Entre as opções de "mesa" (destinadas ao consumo direto), a Manga Palmer é a principal substituta da Tommy Atkins. Segundo a Embrapa, a Palmer é descrita tecnicamente por sua polpa firme, coloração amarelada intensa e a característica de ter "pouca ou nenhuma fibra".

Estudos do Centro Paula Souza indicam uma tendência clara de mercado: o crescimento da comercialização da Palmer no Brasil ocorre justamente por ela equilibrar uma logística aceitável com um sabor superior e a desejada ausência de fiapos. Hoje, ela é a porta de entrada para quem deseja uma fruta de qualidade superior sem pagar os preços mais elevados das variedades de exportação.

Kent e Keitt: a elite das mangas

Para quem busca uma experiência premium, as variedades Kent e Keitt aparecem no topo da lista de recomendações dos especialistas.

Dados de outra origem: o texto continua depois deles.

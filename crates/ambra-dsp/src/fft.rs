//! Real-FFT facility shared by the convolution components.
//!
//! Wraps a pair of realfft plans of one fixed size
//! N = max(2 * next_pow_two(frames_per_buffer), 32) and owns every scratch
//! buffer the transforms need, so nothing allocates after construction.
//! Spectra are half-complex buffers of N/2 + 1 bins in realfft's native
//! packing. Not thread safe; use one manager per render context.
//!
//! Working set: one N-sample time scratch, one spectrum scratch and the two
//! plan scratch buffers (each at most N complex values), independent of the
//! Ambisonic order and kernel length.

use std::sync::Arc;

use realfft::{ComplexToReal, RealFftPlanner, RealToComplex};
use rustfft::num_complex::Complex;

use ambra_core::{next_pow_two, Sample};

use crate::simd;

/// Minimum FFT size.
pub const MIN_FFT_SIZE: usize = 32;

pub struct FftManager {
    fft_size: usize,
    frames_per_buffer: usize,
    inverse_fft_scale: Sample,
    forward: Arc<dyn RealToComplex<Sample>>,
    inverse: Arc<dyn ComplexToReal<Sample>>,
    time_scratch: Vec<Sample>,
    freq_scratch: Vec<Complex<Sample>>,
    forward_scratch: Vec<Complex<Sample>>,
    inverse_scratch: Vec<Complex<Sample>>,
}

impl FftManager {
    /// Creates a manager for buffers of `frames_per_buffer` frames.
    pub fn new(frames_per_buffer: usize) -> Self {
        assert!(frames_per_buffer > 0);
        let fft_size = (next_pow_two(frames_per_buffer) * 2).max(MIN_FFT_SIZE);
        debug_assert!(fft_size.is_power_of_two());

        let mut planner = RealFftPlanner::<Sample>::new();
        let forward = planner.plan_fft_forward(fft_size);
        let inverse = planner.plan_fft_inverse(fft_size);
        let forward_scratch = forward.make_scratch_vec();
        let inverse_scratch = inverse.make_scratch_vec();

        Self {
            fft_size,
            frames_per_buffer,
            inverse_fft_scale: 1.0 / fft_size as Sample,
            time_scratch: vec![0.0; fft_size],
            freq_scratch: vec![Complex::new(0.0, 0.0); fft_size / 2 + 1],
            forward,
            inverse,
            forward_scratch,
            inverse_scratch,
        }
    }

    /// Number of points in the FFT.
    #[inline]
    pub fn fft_size(&self) -> usize {
        self.fft_size
    }

    #[inline]
    pub fn frames_per_buffer(&self) -> usize {
        self.frames_per_buffer
    }

    /// Number of bins in a half-complex spectrum.
    #[inline]
    pub fn spectrum_len(&self) -> usize {
        self.fft_size / 2 + 1
    }

    /// Allocates a zeroed spectrum buffer of the right size. Construction-time
    /// helper; never call on the render path.
    pub fn make_freq_buffer(&self) -> Vec<Complex<Sample>> {
        vec![Complex::new(0.0, 0.0); self.spectrum_len()]
    }

    /// Transforms one channel of time-domain data into its spectrum. Inputs
    /// shorter than the FFT size are zero padded; the only accepted lengths
    /// are `frames_per_buffer` and `fft_size`.
    pub fn freq_from_time_domain(&mut self, time: &[Sample], freq: &mut [Complex<Sample>]) {
        assert_eq!(freq.len(), self.spectrum_len());
        assert!(time.len() == self.frames_per_buffer || time.len() == self.fft_size);
        self.time_scratch[..time.len()].copy_from_slice(time);
        self.time_scratch[time.len()..].fill(0.0);
        self.forward
            .process_with_scratch(&mut self.time_scratch, freq, &mut self.forward_scratch)
            .expect("forward FFT");
    }

    /// Transforms a spectrum back into the time domain. The output may be
    /// either `fft_size` long, or `frames_per_buffer` long to receive just
    /// the leading frames. No scaling is applied; see
    /// [`FftManager::apply_reverse_fft_scaling`].
    pub fn time_from_freq_domain(&mut self, freq: &[Complex<Sample>], time: &mut [Sample]) {
        assert_eq!(freq.len(), self.spectrum_len());
        // The inverse transform consumes its input, so work on a copy.
        self.freq_scratch.copy_from_slice(freq);
        if time.len() == self.fft_size {
            self.inverse
                .process_with_scratch(&mut self.freq_scratch, time, &mut self.inverse_scratch)
                .expect("inverse FFT");
        } else {
            assert_eq!(time.len(), self.frames_per_buffer);
            self.inverse
                .process_with_scratch(
                    &mut self.freq_scratch,
                    &mut self.time_scratch,
                    &mut self.inverse_scratch,
                )
                .expect("inverse FFT");
            time.copy_from_slice(&self.time_scratch[..self.frames_per_buffer]);
        }
    }

    /// Applies the 1/N scaling to a time-domain buffer. Unnecessary after
    /// [`FftManager::freq_domain_convolution`], which folds the factor in.
    pub fn apply_reverse_fft_scaling(&self, time: &mut [Sample]) {
        debug_assert!(time.len() == self.frames_per_buffer || time.len() == self.fft_size);
        simd::scalar_multiply(time, self.inverse_fft_scale);
    }

    /// Pointwise complex product of two spectra, scaled by exactly 1/N and
    /// accumulated into `accumulator`. Equivalent to a time-domain circular
    /// convolution once inverse transformed.
    pub fn freq_domain_convolution(
        &self,
        input_a: &[Complex<Sample>],
        input_b: &[Complex<Sample>],
        accumulator: &mut [Complex<Sample>],
    ) {
        assert_eq!(input_a.len(), self.spectrum_len());
        assert_eq!(input_b.len(), self.spectrum_len());
        assert_eq!(accumulator.len(), self.spectrum_len());
        let scale = self.inverse_fft_scale;
        for ((a, b), acc) in input_a.iter().zip(input_b).zip(accumulator.iter_mut()) {
            *acc += a * b * scale;
        }
    }

    /// Single-sided magnitude spectrum using the approximate complex
    /// magnitude kernel. DC is the first entry, Nyquist the last.
    pub fn magnitude_from_freq_buffer(&self, freq: &[Complex<Sample>], magnitude: &mut [Sample]) {
        assert_eq!(freq.len(), self.spectrum_len());
        assert_eq!(magnitude.len(), self.spectrum_len());
        let last = freq.len() - 1;
        magnitude[0] = freq[0].re.abs();
        simd::approx_complex_magnitude(
            complex_as_interleaved(&freq[1..last]),
            &mut magnitude[1..last],
        );
        magnitude[last] = freq[last].re.abs();
    }
}

/// Reinterprets a complex slice as interleaved (re, im) floats.
#[inline]
fn complex_as_interleaved(complex: &[Complex<Sample>]) -> &[Sample] {
    // Safety: Complex<T> is repr(C) with exactly the fields (re, im).
    unsafe { std::slice::from_raw_parts(complex.as_ptr() as *const Sample, complex.len() * 2) }
}

#[cfg(test)]
mod tests {
    use super::*;

    fn test_signal(len: usize) -> Vec<Sample> {
        (0..len)
            .map(|i| (i as Sample * 0.73).sin() * 0.5 + (i as Sample * 0.11).cos() * 0.25)
            .collect()
    }

    #[test]
    fn sizes() {
        assert_eq!(FftManager::new(1).fft_size(), MIN_FFT_SIZE);
        assert_eq!(FftManager::new(16).fft_size(), 32);
        assert_eq!(FftManager::new(18).fft_size(), 64);
        assert_eq!(FftManager::new(32).fft_size(), 64);
        assert_eq!(FftManager::new(512).fft_size(), 1024);
    }

    #[test]
    fn forward_inverse_round_trip() {
        for frames in [32usize, 47, 64, 128] {
            let mut fft = FftManager::new(frames);
            let input = test_signal(frames);
            let mut freq = fft.make_freq_buffer();
            fft.freq_from_time_domain(&input, &mut freq);
            let mut output = vec![0.0; frames];
            fft.time_from_freq_domain(&freq, &mut output);
            fft.apply_reverse_fft_scaling(&mut output);
            for (x, y) in input.iter().zip(&output) {
                assert!((x - y).abs() < 1e-5, "frames={frames}: {x} vs {y}");
            }
        }
    }

    #[test]
    fn full_length_round_trip() {
        let mut fft = FftManager::new(32);
        let n = fft.fft_size();
        let input = test_signal(n);
        let mut freq = fft.make_freq_buffer();
        fft.freq_from_time_domain(&input, &mut freq);
        let mut output = vec![0.0; n];
        fft.time_from_freq_domain(&freq, &mut output);
        fft.apply_reverse_fft_scaling(&mut output);
        for (x, y) in input.iter().zip(&output) {
            assert!((x - y).abs() < 1e-5);
        }
    }

    #[test]
    fn convolution_with_delta_is_identity() {
        let frames = 32;
        let mut fft = FftManager::new(frames);
        let mut delta = vec![0.0; frames];
        delta[0] = 1.0;
        let signal = test_signal(frames);

        let mut delta_freq = fft.make_freq_buffer();
        let mut signal_freq = fft.make_freq_buffer();
        fft.freq_from_time_domain(&delta, &mut delta_freq);
        fft.freq_from_time_domain(&signal, &mut signal_freq);

        let mut product = fft.make_freq_buffer();
        fft.freq_domain_convolution(&delta_freq, &signal_freq, &mut product);

        let mut output = vec![0.0; fft.fft_size()];
        fft.time_from_freq_domain(&product, &mut output);
        for i in 0..frames {
            assert!((output[i] - signal[i]).abs() < 1e-5);
        }
        for &tail in &output[frames..] {
            assert!(tail.abs() < 1e-5);
        }
    }

    #[test]
    fn magnitude_matches_exact_within_tolerance() {
        let frames = 64;
        let mut fft = FftManager::new(frames);
        let input = test_signal(frames);
        let mut freq = fft.make_freq_buffer();
        fft.freq_from_time_domain(&input, &mut freq);
        let mut magnitude = vec![0.0; fft.spectrum_len()];
        fft.magnitude_from_freq_buffer(&freq, &mut magnitude);
        for (bin, m) in freq.iter().zip(&magnitude) {
            let exact = (bin.re as f64).hypot(bin.im as f64) as Sample;
            if exact > 1e-6 {
                assert!((m - exact).abs() / exact < 2e-3);
            }
        }
    }
}
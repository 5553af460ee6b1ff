//! Minimal RIFF/WAVE codec: 16-bit PCM only.
//!
//! The reader accepts plain PCM and extensible PCM (with its fact chunk),
//! skips optional fmt extension bytes and rejects everything that is not
//! 16 bits per sample. The writer streams 16-bit samples behind a
//! placeholder header and patches the sizes on finalize.

use std::fs::File;
use std::io::{BufWriter, Seek, SeekFrom, Write};
use std::path::Path;

use ambra_core::{AmbraError, AmbraResult};

const PCM_FORMAT: u16 = 0x1;
const EXTENSIBLE_WAV_FORMAT: u16 = 0xfffe;
const BYTES_PER_SAMPLE: usize = 2;

/// Decoded 16-bit PCM WAV data.
#[derive(Debug, Clone)]
pub struct WavData {
    pub num_channels: usize,
    pub sample_rate_hz: u32,
    /// Frame-interleaved samples.
    pub interleaved_samples: Vec<i16>,
}

impl WavData {
    #[inline]
    pub fn num_frames(&self) -> usize {
        self.interleaved_samples.len() / self.num_channels
    }
}

struct ByteReader<'a> {
    bytes: &'a [u8],
    position: usize,
}

impl<'a> ByteReader<'a> {
    fn new(bytes: &'a [u8]) -> Self {
        Self { bytes, position: 0 }
    }

    fn take(&mut self, count: usize) -> AmbraResult<&'a [u8]> {
        if self.position + count > self.bytes.len() {
            return Err(AmbraError::Wav("unexpected end of data".to_string()));
        }
        let slice = &self.bytes[self.position..self.position + count];
        self.position += count;
        Ok(slice)
    }

    fn tag(&mut self) -> AmbraResult<[u8; 4]> {
        Ok(self.take(4)?.try_into().unwrap())
    }

    fn u16_le(&mut self) -> AmbraResult<u16> {
        Ok(u16::from_le_bytes(self.take(2)?.try_into().unwrap()))
    }

    fn u32_le(&mut self) -> AmbraResult<u32> {
        Ok(u32::from_le_bytes(self.take(4)?.try_into().unwrap()))
    }

    fn skip(&mut self, count: usize) -> AmbraResult<()> {
        self.take(count).map(|_| ())
    }
}

/// Parses a 16-bit PCM WAV from memory.
pub fn read_wav(bytes: &[u8]) -> AmbraResult<WavData> {
    let mut reader = ByteReader::new(bytes);

    if &reader.tag()? != b"RIFF" {
        return Err(AmbraError::Wav("missing RIFF header".to_string()));
    }
    reader.u32_le()?; // RIFF chunk size, unused.
    if &reader.tag()? != b"WAVE" {
        return Err(AmbraError::Wav("missing WAVE tag".to_string()));
    }
    if &reader.tag()? != b"fmt " {
        return Err(AmbraError::Wav("missing fmt chunk".to_string()));
    }
    let format_size = reader.u32_le()?;
    if format_size < 16 {
        return Err(AmbraError::Wav("fmt chunk too small".to_string()));
    }

    let format_tag = reader.u16_le()?;
    let num_channels = reader.u16_le()? as usize;
    let sample_rate_hz = reader.u32_le()?;
    reader.u32_le()?; // Average bytes per second.
    reader.u16_le()?; // Block align.
    let bits_per_sample = reader.u16_le()?;

    if format_size > 16 {
        // Optional extension: a two-byte size field plus that many bytes.
        let extension_size = reader.u16_le()? as usize;
        reader.skip(extension_size)?;
    }
    if format_tag == EXTENSIBLE_WAV_FORMAT {
        let fact_tag = reader.tag()?;
        if &fact_tag != b"fact" {
            return Err(AmbraError::Wav("extensible WAV without fact chunk".to_string()));
        }
        let fact_size = reader.u32_le()? as usize;
        reader.skip(fact_size)?;
    } else if format_tag != PCM_FORMAT {
        return Err(AmbraError::Wav(format!(
            "unsupported format tag {format_tag:#x}"
        )));
    }

    if bits_per_sample as usize != 8 * BYTES_PER_SAMPLE {
        return Err(AmbraError::Wav(format!(
            "unsupported bit depth {bits_per_sample}, only 16-bit PCM is handled"
        )));
    }
    if num_channels == 0 {
        return Err(AmbraError::Wav("zero channels".to_string()));
    }

    if &reader.tag()? != b"data" {
        return Err(AmbraError::Wav("missing data chunk".to_string()));
    }
    let data_size = reader.u32_le()? as usize;
    if data_size == 0 || data_size % BYTES_PER_SAMPLE != 0 {
        return Err(AmbraError::Wav("bad data chunk size".to_string()));
    }
    let payload = reader.take(data_size)?;
    let interleaved_samples: Vec<i16> = payload
        .chunks_exact(BYTES_PER_SAMPLE)
        .map(|pair| i16::from_le_bytes(pair.try_into().unwrap()))
        .collect();

    Ok(WavData {
        num_channels,
        sample_rate_hz,
        interleaved_samples,
    })
}

/// Serializes a 44-byte canonical PCM header.
fn wav_header(num_samples: usize, sample_rate_hz: u32, num_channels: usize) -> [u8; 44] {
    let data_bytes = (num_samples * BYTES_PER_SAMPLE) as u32;
    let byte_rate = sample_rate_hz * num_channels as u32 * BYTES_PER_SAMPLE as u32;
    let block_align = (num_channels * BYTES_PER_SAMPLE) as u16;

    let mut header = [0u8; 44];
    header[0..4].copy_from_slice(b"RIFF");
    header[4..8].copy_from_slice(&(36 + data_bytes).to_le_bytes());
    header[8..12].copy_from_slice(b"WAVE");
    header[12..16].copy_from_slice(b"fmt ");
    header[16..20].copy_from_slice(&16u32.to_le_bytes());
    header[20..22].copy_from_slice(&PCM_FORMAT.to_le_bytes());
    header[22..24].copy_from_slice(&(num_channels as u16).to_le_bytes());
    header[24..28].copy_from_slice(&sample_rate_hz.to_le_bytes());
    header[28..32].copy_from_slice(&byte_rate.to_le_bytes());
    header[32..34].copy_from_slice(&block_align.to_le_bytes());
    header[34..36].copy_from_slice(&16u16.to_le_bytes());
    header[36..40].copy_from_slice(b"data");
    header[40..44].copy_from_slice(&data_bytes.to_le_bytes());
    header
}

/// Serializes a complete 16-bit PCM WAV into memory.
pub fn write_wav_bytes(
    sample_rate_hz: u32,
    num_channels: usize,
    interleaved_samples: &[i16],
) -> Vec<u8> {
    let mut bytes =
        Vec::with_capacity(44 + interleaved_samples.len() * BYTES_PER_SAMPLE);
    bytes.extend_from_slice(&wav_header(
        interleaved_samples.len(),
        sample_rate_hz,
        num_channels,
    ));
    for sample in interleaved_samples {
        bytes.extend_from_slice(&sample.to_le_bytes());
    }
    bytes
}

/// Streaming 16-bit PCM writer. Writes a placeholder header up front and
/// patches the final sizes in `finalize`.
pub struct WavWriter {
    file: BufWriter<File>,
    sample_rate_hz: u32,
    num_channels: usize,
    samples_written: usize,
}

impl WavWriter {
    pub fn create(
        path: &Path,
        sample_rate_hz: u32,
        num_channels: usize,
    ) -> AmbraResult<Self> {
        let mut file = BufWriter::new(File::create(path)?);
        file.write_all(&wav_header(0, sample_rate_hz, num_channels))?;
        Ok(Self {
            file,
            sample_rate_hz,
            num_channels,
            samples_written: 0,
        })
    }

    /// Appends frame-interleaved samples.
    pub fn write_samples(&mut self, interleaved_samples: &[i16]) -> AmbraResult<()> {
        for sample in interleaved_samples {
            self.file.write_all(&sample.to_le_bytes())?;
        }
        self.samples_written += interleaved_samples.len();
        Ok(())
    }

    /// Rewrites the header with the final sizes and flushes the file.
    pub fn finalize(mut self) -> AmbraResult<()> {
        self.file.seek(SeekFrom::Start(0))?;
        self.file.write_all(&wav_header(
            self.samples_written,
            self.sample_rate_hz,
            self.num_channels,
        ))?;
        self.file.flush()?;
        Ok(())
    }
}
//! Audio element types renderable by ambra.

use std::fmt;
use std::str::FromStr;

use ambra_core::{
    AmbraError, AmbraResult, MAX_SUPPORTED_AMBISONIC_ORDER, MIN_SUPPORTED_AMBISONIC_ORDER,
};

/// Loudspeaker layouts with a defined virtual-speaker configuration.
#[derive(Debug, Clone, Copy, PartialEq, Eq, Hash)]
pub enum LoudspeakerLayout {
    Mono,
    Stereo,
    Surround3_1_2,
    Surround5_1_0,
    Surround5_1_2,
    Surround5_1_4,
    Surround7_1_0,
    Surround7_1_2,
    Surround7_1_4,
    Surround9_1_0,
    Surround9_1_2,
    Surround9_1_4,
    Surround9_1_6,
}

impl LoudspeakerLayout {
    pub const ALL: [LoudspeakerLayout; 13] = [
        LoudspeakerLayout::Mono,
        LoudspeakerLayout::Stereo,
        LoudspeakerLayout::Surround3_1_2,
        LoudspeakerLayout::Surround5_1_0,
        LoudspeakerLayout::Surround5_1_2,
        LoudspeakerLayout::Surround5_1_4,
        LoudspeakerLayout::Surround7_1_0,
        LoudspeakerLayout::Surround7_1_2,
        LoudspeakerLayout::Surround7_1_4,
        LoudspeakerLayout::Surround9_1_0,
        LoudspeakerLayout::Surround9_1_2,
        LoudspeakerLayout::Surround9_1_4,
        LoudspeakerLayout::Surround9_1_6,
    ];

    pub fn name(self) -> &'static str {
        match self {
            LoudspeakerLayout::Mono => "Mono",
            LoudspeakerLayout::Stereo => "Stereo",
            LoudspeakerLayout::Surround3_1_2 => "3.1.2",
            LoudspeakerLayout::Surround5_1_0 => "5.1.0",
            LoudspeakerLayout::Surround5_1_2 => "5.1.2",
            LoudspeakerLayout::Surround5_1_4 => "5.1.4",
            LoudspeakerLayout::Surround7_1_0 => "7.1.0",
            LoudspeakerLayout::Surround7_1_2 => "7.1.2",
            LoudspeakerLayout::Surround7_1_4 => "7.1.4",
            LoudspeakerLayout::Surround9_1_0 => "9.1.0",
            LoudspeakerLayout::Surround9_1_2 => "9.1.2",
            LoudspeakerLayout::Surround9_1_4 => "9.1.4",
            LoudspeakerLayout::Surround9_1_6 => "9.1.6",
        }
    }
}

/// A renderable audio element.
#[derive(Debug, Clone, Copy, PartialEq, Eq, Hash)]
pub enum AudioElementType {
    /// Ambisonic scene of the given order (1..=7).
    Ambisonics(usize),
    /// Channel bed with a fixed loudspeaker layout.
    Loudspeakers(LoudspeakerLayout),
    /// Single mono point-source object.
    MonoObject,
}

impl AudioElementType {
    /// Every supported element type, in catalog order.
    pub fn all() -> Vec<AudioElementType> {
        let mut types: Vec<AudioElementType> = (MIN_SUPPORTED_AMBISONIC_ORDER
            ..=MAX_SUPPORTED_AMBISONIC_ORDER)
            .map(AudioElementType::Ambisonics)
            .collect();
        types.extend(LoudspeakerLayout::ALL.map(AudioElementType::Loudspeakers));
        types.push(AudioElementType::MonoObject);
        types
    }

    #[inline]
    pub fn is_ambisonics(self) -> bool {
        matches!(self, AudioElementType::Ambisonics(_))
    }

    #[inline]
    pub fn is_loudspeaker_layout(self) -> bool {
        matches!(self, AudioElementType::Loudspeakers(_))
    }

    #[inline]
    pub fn is_object(self) -> bool {
        matches!(self, AudioElementType::MonoObject)
    }

    /// The scene order for Ambisonic elements.
    pub fn ambisonic_order(self) -> AmbraResult<usize> {
        match self {
            AudioElementType::Ambisonics(order) => Ok(order),
            other => Err(AmbraError::InvalidArgument(format!(
                "{other} is not an Ambisonics element"
            ))),
        }
    }
}

impl fmt::Display for AudioElementType {
    fn fmt(&self, f: &mut fmt::Formatter<'_>) -> fmt::Result {
        match self {
            AudioElementType::Ambisonics(order) => write!(f, "{order}OA"),
            AudioElementType::Loudspeakers(layout) => f.write_str(layout.name()),
            AudioElementType::MonoObject => f.write_str("OBA"),
        }
    }
}

impl FromStr for AudioElementType {
    type Err = AmbraError;

    fn from_str(name: &str) -> AmbraResult<Self> {
        if name == "OBA" {
            return Ok(AudioElementType::MonoObject);
        }
        if let Some(order_str) = name.strip_suffix("OA") {
            if let Ok(order) = order_str.parse::<usize>() {
                if (MIN_SUPPORTED_AMBISONIC_ORDER..=MAX_SUPPORTED_AMBISONIC_ORDER)
                    .contains(&order)
                {
                    return Ok(AudioElementType::Ambisonics(order));
                }
            }
            return Err(AmbraError::InvalidArgument(format!(
                "unsupported Ambisonics order in \"{name}\""
            )));
        }
        for layout in LoudspeakerLayout::ALL {
            if layout.name() == name {
                return Ok(AudioElementType::Loudspeakers(layout));
            }
        }
        Err(AmbraError::InvalidArgument(format!(
            "unknown audio element type \"{name}\""
        )))
    }
}
//! Associated Legendre polynomial generator.
//!
//! Produces the table P_l^m(x) for 0 <= l <= max_degree via the standard
//! recurrences, optionally including the Condon-Shortley phase and
//! negative-order entries. Values are computed in f64; the spherical-harmonic
//! layer rounds once at the end.

/// Generates associated Legendre polynomials (ALP).
pub struct AssociatedLegendrePolynomialsGenerator {
    max_degree: usize,
    condon_shortley_phase: bool,
    compute_negative_order: bool,
}

impl AssociatedLegendrePolynomialsGenerator {
    /// Creates a generator up to `max_degree`. `condon_shortley_phase`
    /// selects whether the (-1)^order phase is kept in the output;
    /// `compute_negative_order` additionally produces negative-order entries.
    pub fn new(max_degree: usize, condon_shortley_phase: bool, compute_negative_order: bool) -> Self {
        Self {
            max_degree,
            condon_shortley_phase,
            compute_negative_order,
        }
    }

    /// Number of polynomials this generator produces.
    pub fn num_values(&self) -> usize {
        let l = self.max_degree;
        if self.compute_negative_order {
            (l + 1) * (l + 1)
        } else {
            (l + 1) * (l + 2) / 2
        }
    }

    /// Index into the output table for (degree, order).
    pub fn index(&self, degree: i32, order: i32) -> usize {
        debug_assert!(degree >= 0 && degree as usize <= self.max_degree);
        if self.compute_negative_order {
            debug_assert!(order.abs() <= degree);
            (degree * degree + degree + order) as usize
        } else {
            debug_assert!((0..=degree).contains(&order));
            (degree * (degree + 1) / 2 + order) as usize
        }
    }

    /// Generates the table of polynomial values at `x`. Requires |x| <= 1.
    pub fn generate(&self, x: f64) -> Vec<f64> {
        assert!(x.abs() <= 1.0);
        let mut values = vec![0.0f64; self.num_values()];
        // The recurrences below carry the Condon-Shortley phase inherently.
        for degree in 0..=self.max_degree as i32 {
            for order in 0..=degree {
                values[self.index(degree, order)] = self.compute_value(degree, order, x, &values);
            }
        }
        if !self.condon_shortley_phase {
            for degree in 0..=self.max_degree as i32 {
                for order in (1..=degree).step_by(2) {
                    values[self.index(degree, order)] = -values[self.index(degree, order)];
                }
            }
        }
        if self.compute_negative_order {
            for degree in 1..=self.max_degree as i32 {
                for order in 1..=degree {
                    // P_l^{-m} = (-1)^m (l - m)! / (l + m)! P_l^m.
                    let mut ratio = 1.0f64;
                    for k in (degree - order + 1)..=(degree + order) {
                        ratio /= k as f64;
                    }
                    let sign = if order % 2 == 0 { 1.0 } else { -1.0 };
                    values[self.index(degree, -order)] =
                        sign * ratio * values[self.index(degree, order)];
                }
            }
        }
        values
    }

    /// Computes one polynomial from already computed lower-degree entries.
    fn compute_value(&self, degree: i32, order: i32, x: f64, values: &[f64]) -> f64 {
        debug_assert!((0..=degree).contains(&order));
        if degree == 0 && order == 0 {
            1.0
        } else if degree == 1 && order == 0 {
            x
        } else if degree == order {
            // P_l^l(x) = (1 - 2l) sqrt(1 - x^2) P_{l-1}^{l-1}(x).
            (1.0 - 2.0 * degree as f64)
                * (1.0 - x * x).sqrt()
                * values[self.index(degree - 1, degree - 1)]
        } else if order == degree - 1 {
            // P_l^{l-1}(x) = (2l - 1) x P_{l-1}^{l-1}(x).
            (2.0 * degree as f64 - 1.0) * x * values[self.index(degree - 1, degree - 1)]
        } else {
            // (l - m) P_l^m(x) = (2l - 1) x P_{l-1}^m(x) - (l + m - 1) P_{l-2}^m(x).
            ((2.0 * degree as f64 - 1.0) * x * values[self.index(degree - 1, order)]
                - (degree + order - 1) as f64 * values[self.index(degree - 2, order)])
                / (degree - order) as f64
        }
    }
}

#[cfg(test)]
mod tests {
    use super::*;

    const X_VALUES: [f64; 5] = [-1.0, -0.5, 0.0, 0.3, 1.0];

    // Closed forms up to degree 3, with the Condon-Shortley phase.
    fn analytic(degree: i32, order: i32, x: f64) -> f64 {
        let s = (1.0 - x * x).sqrt();
        match (degree, order) {
            (0, 0) => 1.0,
            (1, 0) => x,
            (1, 1) => -s,
            (2, 0) => 0.5 * (3.0 * x * x - 1.0),
            (2, 1) => -3.0 * x * s,
            (2, 2) => 3.0 * (1.0 - x * x),
            (3, 0) => 0.5 * (5.0 * x * x * x - 3.0 * x),
            (3, 1) => -1.5 * (5.0 * x * x - 1.0) * s,
            (3, 2) => 15.0 * x * (1.0 - x * x),
            (3, 3) => -15.0 * s * s * s,
            _ => unreachable!(),
        }
    }

    #[test]
    fn matches_closed_forms_with_phase() {
        let generator = AssociatedLegendrePolynomialsGenerator::new(3, true, false);
        for &x in &X_VALUES {
            let values = generator.generate(x);
            for degree in 0..=3 {
                for order in 0..=degree {
                    let got = values[generator.index(degree, order)];
                    let want = analytic(degree, order, x);
                    assert!(
                        (got - want).abs() < 1e-12,
                        "P_{degree}^{order}({x}): {got} vs {want}"
                    );
                }
            }
        }
    }

    #[test]
    fn phase_removal_flips_odd_orders() {
        let with_phase = AssociatedLegendrePolynomialsGenerator::new(3, true, false);
        let without_phase = AssociatedLegendrePolynomialsGenerator::new(3, false, false);
        let x = 0.3;
        let a = with_phase.generate(x);
        let b = without_phase.generate(x);
        for degree in 0..=3 {
            for order in 0..=degree {
                let sign = if order % 2 == 0 { 1.0 } else { -1.0 };
                let i = with_phase.index(degree, order);
                assert!((a[i] * sign - b[i]).abs() < 1e-12);
            }
        }
    }

    #[test]
    fn negative_orders() {
        let generator = AssociatedLegendrePolynomialsGenerator::new(2, true, true);
        let x = 0.25;
        let values = generator.generate(x);
        // P_2^{-1} = -(1/6) P_2^1, P_2^{-2} = (1/24) P_2^2.
        let p21 = values[generator.index(2, 1)];
        let p22 = values[generator.index(2, 2)];
        assert!((values[generator.index(2, -1)] + p21 / 6.0).abs() < 1e-12);
        assert!((values[generator.index(2, -2)] - p22 / 24.0).abs() < 1e-12);
    }

    #[test]
    fn table_size() {
        assert_eq!(
            AssociatedLegendrePolynomialsGenerator::new(3, false, false).num_values(),
            10
        );
        assert_eq!(
            AssociatedLegendrePolynomialsGenerator::new(3, false, true).num_values(),
            16
        );
    }
}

A Manga Kent é caracterizada por sua polpa "totalmente sem fibra". Ela é extremamente suculenta e doce, sendo considerada uma fruta de qualidade superior para o consumo in natura.

Já a Manga Keitt destaca-se por sua maturação tardia. Sua polpa também é classificada como "sem fibras", apresentando apenas leves traços ao redor da semente, o que não compromete a experiência de consumo.

Ambas são muito valorizadas no mercado internacional e, frequentemente, parte da produção brasileira dessas variedades é destinada à exportação.

Outras opções no radar

Embora o trio Palmer, Kent e Keitt domine o cenário das frutas sem fiapo, existem outras nuances no pomar. A variedade Haden, por exemplo, é classificada como de baixa fibrosidade. No entanto, dependendo do manejo e das condições climáticas da safra, ela pode apresentar pequenos teores de fibra.

A Embrapa também cita cultivares como Surpresa e Van Dyke como opções sem fibras ou sem fibras longas. Contudo, estas ainda possuem menor expressividade comercial no varejo comum quando comparadas às líderes de mercado citadas anteriormente.

Para o consumidor, a dica na hora da compra é observar a etiqueta ou a coloração. Enquanto a fibrosa Tommy Atkins costuma ser mais vermelha e verde, a Palmer tende a um roxo escuro quando madura, garantindo uma sobremesa mais suave e sem o uso obrigatório do fio dental.